___ ENTRIES PROVIDED
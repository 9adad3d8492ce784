//! Session configuration.

use std::time::Duration;

use serde::{Deserialize, Serialize};

use crate::crypto::KdfConfig;
use crate::sync::RetryPolicy;

/// Idle auto-lock timeout, restricted to an enumerated set.
#[derive(Debug, Clone, Copy, PartialEq, Eq, Serialize, Deserialize)]
#[serde(rename_all = "snake_case")]
pub enum AutoLockTimeout {
    Off,
    OneMinute,
    FiveMinutes,
    FifteenMinutes,
    ThirtyMinutes,
}

impl AutoLockTimeout {
    pub const DEFAULT: AutoLockTimeout = AutoLockTimeout::FiveMinutes;

    /// `None` means auto-lock is off.
    pub fn as_duration(self) -> Option<Duration> {
        match self {
            AutoLockTimeout::Off => None,
            AutoLockTimeout::OneMinute => Some(Duration::from_secs(60)),
            AutoLockTimeout::FiveMinutes => Some(Duration::from_secs(5 * 60)),
            AutoLockTimeout::FifteenMinutes => Some(Duration::from_secs(15 * 60)),
            AutoLockTimeout::ThirtyMinutes => Some(Duration::from_secs(30 * 60)),
        }
    }

    pub fn as_millis(self) -> u64 {
        self.as_duration().map(|d| d.as_millis() as u64).unwrap_or(0)
    }

    /// Normalize a persisted millisecond value; anything outside the
    /// allowed set falls back to the default.
    pub fn from_millis(ms: u64) -> Self {
        match ms {
            0 => AutoLockTimeout::Off,
            60_000 => AutoLockTimeout::OneMinute,
            300_000 => AutoLockTimeout::FiveMinutes,
            900_000 => AutoLockTimeout::FifteenMinutes,
            1_800_000 => AutoLockTimeout::ThirtyMinutes,
            _ => AutoLockTimeout::DEFAULT,
        }
    }
}

impl Default for AutoLockTimeout {
    fn default() -> Self {
        Self::DEFAULT
    }
}

/// Everything tunable about a session.
#[derive(Debug, Clone, Default, Serialize, Deserialize)]
pub struct SessionConfig {
    /// KDF cost settings used when deriving fresh keys (setup/rotation)
    pub kdf: KdfConfig,
    /// Retry policy for sync attempts
    pub retry: RetryPolicy,
    /// Idle auto-lock timeout
    #[serde(rename = "autoLock")]
    pub auto_lock: AutoLockTimeout,
}

/// Check that a sync endpoint is an http or https URL.
pub fn is_valid_endpoint(endpoint: &str) -> bool {
    match reqwest::Url::parse(endpoint) {
        Ok(url) => matches!(url.scheme(), "http" | "https"),
        Err(_) => false,
    }
}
______
A complete answer gives every line of the data that includes "endpoint".

/// Check that a sync endpoint is an http or https URL.
pub fn is_valid_endpoint(endpoint: &str) -> bool {
    match reqwest::Url::parse(endpoint) {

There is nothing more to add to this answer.